Although vOTU richness and diversity appeared to increase along the thaw gradient (roughly equivalent in palsa and bog and ∼2-fold higher in fen, omitting the chilled bog sample [Fig. S3B]), this data set captured only a small fraction of the viral diversity (based on a collector’s curve comparison [Fig. S5]), and therefore, the undersampling prevents diversity inferences. Intriguingly, while our virome-derived vOTU richness was lowest in the palsa, the much greater sampling by Emerson et al. (46) recovered the most vOTUs in the palsa, more than double that in the fen (42% versus 18.9% of total vOTUs). This major difference could potentially be due to the known increase in microbial alpha diversity along the thaw gradient (16, 17), causing increased difficulty of viral genome reconstruction in the bulk-soil metagenomes; specifically, this could be due to poorer assembly of temperate phages within an increasingly diverse microbiota or of lytic or free viruses due to concomitantly increasing viral diversity (which is consistent with the increased vOTU richness with thaw in our virome data set). Notably, these diversity inferences are limited to double-stranded DNA (dsDNA) viruses, because our methods did not capture single-stranded DNA (ssDNA) or RNA viruses, a known part of the soil virosphere (128–130).

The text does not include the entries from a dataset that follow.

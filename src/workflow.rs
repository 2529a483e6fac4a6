//! Order workflow engine (C6, spec §4.6).

use chrono::Utc;
use rusqlite::Connection;
use uuid::Uuid;

use crate::audit::{write_audit_log, WriteAuditLog};
use crate::campaign;
use crate::db::order_repo;
use crate::domain::order::{
    AffiliateStatus, Order, OrderEvent, ProofType, VerifiedBy, WorkflowStatus,
};
use crate::error::{AppError, AppResult};

pub struct TransitionInput {
    pub order_id: Uuid,
    pub from: WorkflowStatus,
    pub to: WorkflowStatus,
    pub actor_user_id: Option<Uuid>,
    pub metadata: Option<serde_json::Value>,
}

/// Atomic compare-and-set on `workflow_status` (spec §4.6). Appends an
/// event and persists regardless of whether the transition itself was
/// legal on the abstract graph — legality is the caller's job via
/// `WorkflowStatus::can_transition_to`; this function only guards against
/// lost updates under concurrency.
pub fn transition_order_workflow(conn: &Connection, input: TransitionInput) -> AppResult<Order> {
    let mut order = order_repo::get_order(conn, input.order_id)?
        .ok_or(AppError::InvalidOrderId)?;

    if order.frozen {
        return Err(AppError::OrderFrozen);
    }
    if !input.from.can_transition_to(input.to) {
        return Err(AppError::InvalidWorkflowState {
            expected: input.from.as_str().to_string(),
            observed: order.workflow_status.as_str().to_string(),
        });
    }

    let affected = order_repo::try_transition(conn, input.order_id, input.from, input.to)?;
    if affected == 0 {
        let current = order_repo::get_order(conn, input.order_id)?
            .ok_or(AppError::InvalidOrderId)?;
        return Err(AppError::InvalidWorkflowState {
            expected: input.from.as_str().to_string(),
            observed: current.workflow_status.as_str().to_string(),
        });
    }

    order.workflow_status = input.to;
    order.events.push(OrderEvent {
        kind: input.to.as_str().to_string(),
        at: Utc::now(),
        actor_user_id: input.actor_user_id,
        metadata: input.metadata,
    });
    order.updated_at = Utc::now();
    order_repo::update_order(conn, &order)?;

    write_audit_log(
        conn,
        WriteAuditLog {
            actor_user_id: input.actor_user_id,
            action: "WORKFLOW_TRANSITION",
            entity_type: "order",
            entity_id: &order.id.to_string(),
            ip: None,
            user_agent: None,
            metadata: Some(serde_json::json!({
                "from": input.from.as_str(),
                "to": input.to.as_str(),
            })),
        },
    );

    Ok(order)
}

pub fn freeze_order(conn: &Connection, order_id: Uuid, reason: &str) -> AppResult<Order> {
    let mut order = order_repo::get_order(conn, order_id)?.ok_or(AppError::InvalidOrderId)?;
    order.frozen = true;
    order.frozen_at = Some(Utc::now());
    order.frozen_reason = Some(reason.to_string());
    order.events.push(OrderEvent {
        kind: "FROZEN".into(),
        at: Utc::now(),
        actor_user_id: None,
        metadata: Some(serde_json::json!({ "reason": reason })),
    });
    order.updated_at = Utc::now();
    order_repo::update_order(conn, &order)?;
    Ok(order)
}

/// The only state-changing operation permitted while `frozen` (spec §8
/// invariant 8).
pub fn reactivate_order(conn: &Connection, order_id: Uuid) -> AppResult<Order> {
    let mut order = order_repo::get_order(conn, order_id)?.ok_or(AppError::InvalidOrderId)?;
    order.frozen = false;
    order.reactivated_at = Some(Utc::now());
    order.events.push(OrderEvent {
        kind: "REACTIVATED".into(),
        at: Utc::now(),
        actor_user_id: None,
        metadata: None,
    });
    order.updated_at = Utc::now();
    order_repo::update_order(conn, &order)?;
    Ok(order)
}

/// Validates a proof type may be submitted given the order's deal
/// composition and the gating rules of spec §4.6, without yet marking
/// it verified.
pub fn validate_proof_submission(order: &Order, proof_type: ProofType) -> AppResult<()> {
    if order.frozen {
        return Err(AppError::OrderFrozen);
    }
    if !order.required_proof_types().contains(&proof_type) {
        return Err(AppError::NotRequired);
    }

    match proof_type {
        ProofType::Review | ProofType::Rating => {
            if !order.verification.order.is_verified() {
                return Err(AppError::PurchaseNotVerified);
            }
        }
        ProofType::ReturnWindow => {
            let needs_rating = order.required_proof_types().contains(&ProofType::Rating);
            let needs_review = order.required_proof_types().contains(&ProofType::Review);
            if needs_rating && !order.verification.rating.is_verified() {
                return Err(AppError::RatingNotVerified);
            }
            if needs_review && !order.verification.review.is_verified() {
                return Err(AppError::ReviewNotVerified);
            }
        }
        ProofType::Order => {}
    }
    Ok(())
}

/// Records AI confidence for a proof step and, when it meets
/// `AI_AUTO_VERIFY_THRESHOLD` while the order sits in `UNDER_REVIEW`,
/// marks the step verified by `SYSTEM_AI` (spec §4.6 "auto-verify").
pub fn record_proof_confidence(
    conn: &Connection,
    order_id: Uuid,
    proof_type: ProofType,
    confidence: u8,
    auto_verify_threshold: u8,
) -> AppResult<Order> {
    let mut order = order_repo::get_order(conn, order_id)?.ok_or(AppError::InvalidOrderId)?;
    if order.frozen {
        return Err(AppError::OrderFrozen);
    }

    let step = order.verification.get_mut(proof_type);
    step.ai_confidence_score = Some(confidence);

    if order.workflow_status == WorkflowStatus::UnderReview
        && confidence >= auto_verify_threshold
        && !order.verification.get(proof_type).is_verified()
    {
        let step = order.verification.get_mut(proof_type);
        step.verified_at = Some(Utc::now());
        step.verified_by = Some(VerifiedBy::SystemAi);
        step.auto_verified = true;
        order.events.push(OrderEvent {
            kind: "VERIFIED".into(),
            at: Utc::now(),
            actor_user_id: None,
            metadata: Some(serde_json::json!({ "proofType": proof_type.as_str(), "confidence": confidence })),
        });
    }
    order.updated_at = Utc::now();
    order_repo::update_order(conn, &order)?;

    try_finalize(conn, order.id)
}

/// Transitions `UNDER_REVIEW → APPROVED` once every proof type the
/// order's deal composition requires is verified; otherwise a no-op.
pub fn try_finalize(conn: &Connection, order_id: Uuid) -> AppResult<Order> {
    let order = order_repo::get_order(conn, order_id)?.ok_or(AppError::InvalidOrderId)?;
    if order.workflow_status != WorkflowStatus::UnderReview || !order.all_required_steps_verified() {
        return Ok(order);
    }

    transition_order_workflow(
        conn,
        TransitionInput {
            order_id,
            from: WorkflowStatus::UnderReview,
            to: WorkflowStatus::Approved,
            actor_user_id: None,
            metadata: None,
        },
    )
}

/// Duplicate / velocity guards run at order-creation time (spec §4.6).
pub fn check_creation_guards(
    conn: &Connection,
    buyer_id: Uuid,
    product_id: &str,
    external_order_id: Option<&str>,
    pre_order_id: Option<Uuid>,
) -> AppResult<()> {
    if let Some(ext_id) = external_order_id {
        if order_repo::get_order_by_external_id(conn, ext_id)?.is_some() {
            return Err(AppError::DuplicateExternalOrderId);
        }
    }

    if pre_order_id.is_none() {
        let existing = order_repo::list_orders_by_user(conn, buyer_id)?;
        let has_non_terminal_for_product = existing.iter().any(|o| {
            !o.workflow_status.is_terminal()
                && o.items.iter().any(|i| i.product_id == product_id)
        });
        if has_non_terminal_for_product {
            return Err(AppError::DuplicateDealOrder);
        }
    }

    let now = Utc::now();
    let hour_ago = now - chrono::Duration::hours(1);
    let day_ago = now - chrono::Duration::days(1);
    let existing = order_repo::list_orders_by_user(conn, buyer_id)?;
    let last_hour = existing.iter().filter(|o| o.created_at >= hour_ago).count();
    let last_day = existing.iter().filter(|o| o.created_at >= day_ago).count();
    if last_hour >= 10 || last_day >= 30 {
        return Err(AppError::VelocityLimit);
    }

    Ok(())
}

/// Frees the campaign slot claimed at creation time without advancing
/// `workflow_status` — used when a non-terminal order finally lands in
/// REJECTED/FAILED (settlement orchestrator owns slot release per
/// spec §4.7, never the workflow engine itself).
pub fn release_order_slots(conn: &Connection, order: &Order) -> AppResult<()> {
    for item in &order.items {
        campaign::release_slot(conn, item.campaign_id)?;
    }
    Ok(())
}

pub fn lock_affiliate_status(order: &Order) -> bool {
    order.affiliate_status.is_terminal()
}

pub fn mark_cap_exceeded(conn: &Connection, order_id: Uuid) -> AppResult<Order> {
    let mut order = order_repo::get_order(conn, order_id)?.ok_or(AppError::InvalidOrderId)?;
    order.affiliate_status = AffiliateStatus::CapExceeded;
    order.updated_at = Utc::now();
    order_repo::update_order(conn, &order)?;
    Ok(order)
}

#[cfg(test)]
mod tests {
    use super::*;
    use crate::db::{new_test_pool, order_repo};
    use crate::domain::campaign::DealType;
    use crate::domain::order::{
        AffiliateStatus, OrderItem, OrderStatus, PaymentStatus, SettlementMode, Verification,
    };

    fn seed_order(conn: &Connection, deal_type: Option<DealType>) -> Uuid {
        let id = Uuid::new_v4();
        let order = Order {
            id,
            user_id: Uuid::new_v4(),
            brand_user_id: Uuid::new_v4(),
            items: vec![OrderItem {
                product_id: "p1".into(),
                title: "T".into(),
                image: None,
                price_at_purchase_paise: 900,
                commission_paise: 50,
                campaign_id: Uuid::new_v4(),
                quantity: 1,
                deal_type,
                platform: None,
                brand_name: None,
            }],
            total_paise: 900,
            workflow_status: WorkflowStatus::UnderReview,
            status: OrderStatus::Ordered,
            payment_status: PaymentStatus::Pending,
            affiliate_status: AffiliateStatus::Unchecked,
            frozen: false,
            frozen_at: None,
            frozen_reason: None,
            reactivated_at: None,
            external_order_id: None,
            review_link: None,
            verification: Verification::default(),
            rejection: None,
            missing_proof_requests: vec![],
            events: vec![],
            manager_name: None,
            agency_name: None,
            buyer_name: None,
            buyer_mobile: None,
            reviewer_name: None,
            brand_name: None,
            settlement_mode: None::<SettlementMode>,
            settlement_ref: None,
            expected_settlement_date: None,
            deleted_at: None,
            created_at: Utc::now(),
            updated_at: Utc::now(),
        };
        order_repo::insert_order(conn, &order).unwrap();
        id
    }

    #[test]
    fn auto_verify_finalizes_discount_only_order() {
        let pool = new_test_pool();
        let conn = pool.get().unwrap();
        let id = seed_order(&conn, Some(DealType::Discount));

        let order = record_proof_confidence(&conn, id, ProofType::Order, 95, 90).unwrap();
        assert_eq!(order.workflow_status, WorkflowStatus::Approved);
    }

    #[test]
    fn rating_deal_requires_rating_before_finalize() {
        let pool = new_test_pool();
        let conn = pool.get().unwrap();
        let id = seed_order(&conn, Some(DealType::Rating));

        let order = record_proof_confidence(&conn, id, ProofType::Order, 95, 90).unwrap();
        assert_eq!(order.workflow_status, WorkflowStatus::UnderReview);

        let order = record_proof_confidence(&conn, id, ProofType::Rating, 95, 90).unwrap();
        assert_eq!(order.workflow_status, WorkflowStatus::Approved);
    }

    #[test]
    fn frozen_order_rejects_transitions() {
        let pool = new_test_pool();
        let conn = pool.get().unwrap();
        let id = seed_order(&conn, Some(DealType::Discount));
        freeze_order(&conn, id, "dispute").unwrap();

        let err = transition_order_workflow(
            &conn,
            TransitionInput {
                order_id: id,
                from: WorkflowStatus::UnderReview,
                to: WorkflowStatus::Approved,
                actor_user_id: None,
                metadata: None,
            },
        )
        .unwrap_err();
        assert!(matches!(err, AppError::OrderFrozen));
    }
}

Overview of Stordalen Mire viral sequences identified in bulk-soil metagenomes compared to viromes. Collector curves of vOTUs from viromes (A) and mined from bulk-soil metagenomes (B) (adapted from reference 46). Average (red) of 50 (A) or 200 (B) randomizations of sample order (teal). Download FIG S5, TIF file, 0.6 MB.

Challenges in characterizing the soil virosphere.

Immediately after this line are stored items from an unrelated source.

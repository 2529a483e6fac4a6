//! Campaign & deal row <-> domain mapping (spec §4.5 C5).

use chrono::{DateTime, Utc};
use rusqlite::{params, Connection, OptionalExtension, Row};
use std::collections::{HashMap, HashSet};
use uuid::Uuid;

use crate::domain::campaign::{Assignment, Campaign, CampaignStatus, Deal, DealType};
use crate::error::AppResult;

fn row_to_campaign(row: &Row) -> rusqlite::Result<Campaign> {
    let deal_type: Option<String> = row.get("deal_type")?;
    let allowed_json: String = row.get("allowed_agency_codes")?;
    let allowed: Vec<String> = serde_json::from_str(&allowed_json).unwrap_or_default();
    let assignments_json: String = row.get("assignments")?;
    let assignments: HashMap<String, Assignment> =
        serde_json::from_str(&assignments_json).unwrap_or_default();
    let deleted: Option<String> = row.get("deleted_at")?;

    Ok(Campaign {
        id: Uuid::parse_str(&row.get::<_, String>("id")?).unwrap_or_default(),
        title: row.get("title")?,
        brand_user_id: Uuid::parse_str(&row.get::<_, String>("brand_user_id")?).unwrap_or_default(),
        original_price_paise: row.get("original_price_paise")?,
        price_paise: row.get("price_paise")?,
        payout_paise: row.get("payout_paise")?,
        return_window_days: row.get("return_window_days")?,
        deal_type: deal_type.and_then(|s| DealType::from_str(&s)),
        total_slots: row.get("total_slots")?,
        used_slots: row.get("used_slots")?,
        status: CampaignStatus::from_str(&row.get::<_, String>("status")?)
            .unwrap_or(CampaignStatus::Draft),
        allowed_agency_codes: allowed.into_iter().collect::<HashSet<_>>(),
        assignments,
        locked: row.get::<_, i64>("locked")? != 0,
        deleted_at: deleted.and_then(|s| DateTime::parse_from_rfc3339(&s).ok().map(|d| d.with_timezone(&Utc))),
        created_at: DateTime::parse_from_rfc3339(&row.get::<_, String>("created_at")?)
            .unwrap()
            .with_timezone(&Utc),
    })
}

fn row_to_deal(row: &Row) -> rusqlite::Result<Deal> {
    Ok(Deal {
        id: Uuid::parse_str(&row.get::<_, String>("id")?).unwrap_or_default(),
        campaign_id: Uuid::parse_str(&row.get::<_, String>("campaign_id")?).unwrap_or_default(),
        mediator_code: row.get("mediator_code")?,
        price_paise: row.get("price_paise")?,
        original_price_paise: row.get("original_price_paise")?,
        payout_paise: row.get("payout_paise")?,
        commission_paise: row.get("commission_paise")?,
        category: row.get("category")?,
        rating: row.get("rating")?,
        active: row.get::<_, i64>("active")? != 0,
    })
}

const CAMPAIGN_COLS: &str = "id, title, brand_user_id, original_price_paise, price_paise, \
    payout_paise, return_window_days, deal_type, total_slots, used_slots, status, \
    allowed_agency_codes, assignments, locked, deleted_at, created_at";

const DEAL_COLS: &str = "id, campaign_id, mediator_code, price_paise, original_price_paise, \
    payout_paise, commission_paise, category, rating, active";

pub fn insert_campaign(conn: &Connection, c: &Campaign) -> AppResult<()> {
    conn.execute(
        "INSERT INTO campaigns (id, title, brand_user_id, original_price_paise, price_paise, \
         payout_paise, return_window_days, deal_type, total_slots, used_slots, status, \
         allowed_agency_codes, assignments, locked, deleted_at, created_at) \
         VALUES (?1,?2,?3,?4,?5,?6,?7,?8,?9,?10,?11,?12,?13,?14,?15,?16)",
        params![
            c.id.to_string(),
            c.title,
            c.brand_user_id.to_string(),
            c.original_price_paise,
            c.price_paise,
            c.payout_paise,
            c.return_window_days,
            c.deal_type.map(|d| d.as_str()),
            c.total_slots,
            c.used_slots,
            c.status.as_str(),
            serde_json::to_string(&c.allowed_agency_codes.iter().cloned().collect::<Vec<_>>()).unwrap(),
            serde_json::to_string(&c.assignments).unwrap(),
            c.locked as i64,
            c.deleted_at.map(|d| d.to_rfc3339()),
            c.created_at.to_rfc3339(),
        ],
    )?;
    Ok(())
}

pub fn get_campaign(conn: &Connection, id: Uuid) -> AppResult<Option<Campaign>> {
    let sql = format!("SELECT {CAMPAIGN_COLS} FROM campaigns WHERE id = ?1 AND deleted_at IS NULL");
    Ok(conn
        .query_row(&sql, params![id.to_string()], row_to_campaign)
        .optional()?)
}

pub fn list_campaigns_by_status(conn: &Connection, status: CampaignStatus) -> AppResult<Vec<Campaign>> {
    let sql = format!(
        "SELECT {CAMPAIGN_COLS} FROM campaigns WHERE status = ?1 AND deleted_at IS NULL \
         ORDER BY created_at DESC"
    );
    let mut stmt = conn.prepare(&sql)?;
    let rows = stmt
        .query_map(params![status.as_str()], row_to_campaign)?
        .collect::<Result<Vec<_>, _>>()?;
    Ok(rows)
}

/// Atomically claims one slot iff the campaign still has capacity — no
/// read-then-write. Returns rows affected (0 means sold out).
pub fn try_claim_slot(conn: &Connection, campaign_id: Uuid) -> rusqlite::Result<usize> {
    conn.execute(
        "UPDATE campaigns SET used_slots = used_slots + 1 \
         WHERE id = ?1 AND deleted_at IS NULL AND status = 'active' AND used_slots < total_slots",
        params![campaign_id.to_string()],
    )
}

pub fn release_slot(conn: &Connection, campaign_id: Uuid) -> rusqlite::Result<usize> {
    conn.execute(
        "UPDATE campaigns SET used_slots = used_slots - 1 \
         WHERE id = ?1 AND used_slots > 0",
        params![campaign_id.to_string()],
    )
}

pub fn get_deal(conn: &Connection, campaign_id: Uuid, mediator_code: &str) -> AppResult<Option<Deal>> {
    let sql = format!(
        "SELECT {DEAL_COLS} FROM deals WHERE campaign_id = ?1 AND mediator_code = ?2"
    );
    Ok(conn
        .query_row(&sql, params![campaign_id.to_string(), mediator_code], row_to_deal)
        .optional()?)
}

/// Overwrites the `assignments` JSON blob (spec §4.5 "assign a partner to
/// a campaign, optionally overriding payout/commission").
pub fn set_assignment(
    conn: &Connection,
    campaign_id: Uuid,
    mediator_code: &str,
    assignment: &Assignment,
) -> AppResult<usize> {
    let mut campaign = get_campaign(conn, campaign_id)?
        .ok_or_else(|| crate::error::AppError::Internal("campaign not found".into()))?;
    campaign.assignments.insert(mediator_code.to_string(), assignment.clone());
    Ok(conn.execute(
        "UPDATE campaigns SET assignments = ?2 WHERE id = ?1 AND deleted_at IS NULL",
        params![campaign_id.to_string(), serde_json::to_string(&campaign.assignments).unwrap()],
    )?)
}

pub fn insert_deal(conn: &Connection, d: &Deal) -> AppResult<()> {
    conn.execute(
        "INSERT INTO deals (id, campaign_id, mediator_code, price_paise, original_price_paise, \
         payout_paise, commission_paise, category, rating, active) \
         VALUES (?1,?2,?3,?4,?5,?6,?7,?8,?9,?10)",
        params![
            d.id.to_string(),
            d.campaign_id.to_string(),
            d.mediator_code,
            d.price_paise,
            d.original_price_paise,
            d.payout_paise,
            d.commission_paise,
            d.category,
            d.rating,
            d.active as i64,
        ],
    )?;
    Ok(())
}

The low yield of viral contigs given the relatively large sequencing depth of the viromes reflects several factors that currently challenge soil viromics. First, resuspending viruses from soils is a challenge due to their adsorption to the soil matrix (43). Second, yields of viral DNA are often very low (due to both low input biomass and potentially low extraction efficiency), requiring amplification; this leads to biases (54, 58–65) or poor assembly and few viral contigs (described further in reference 131). Third, viral contig identification requires a reference database, yet soil viruses are underrepresented in current databases; for example, a majority (85%) of our sequence space was unknown. Fourth, nonviral DNA may coextract (a common feature among marine viromes, as described in reference 34). Last, the optimal approach to identifying ecological units within viral sequence space is unclear.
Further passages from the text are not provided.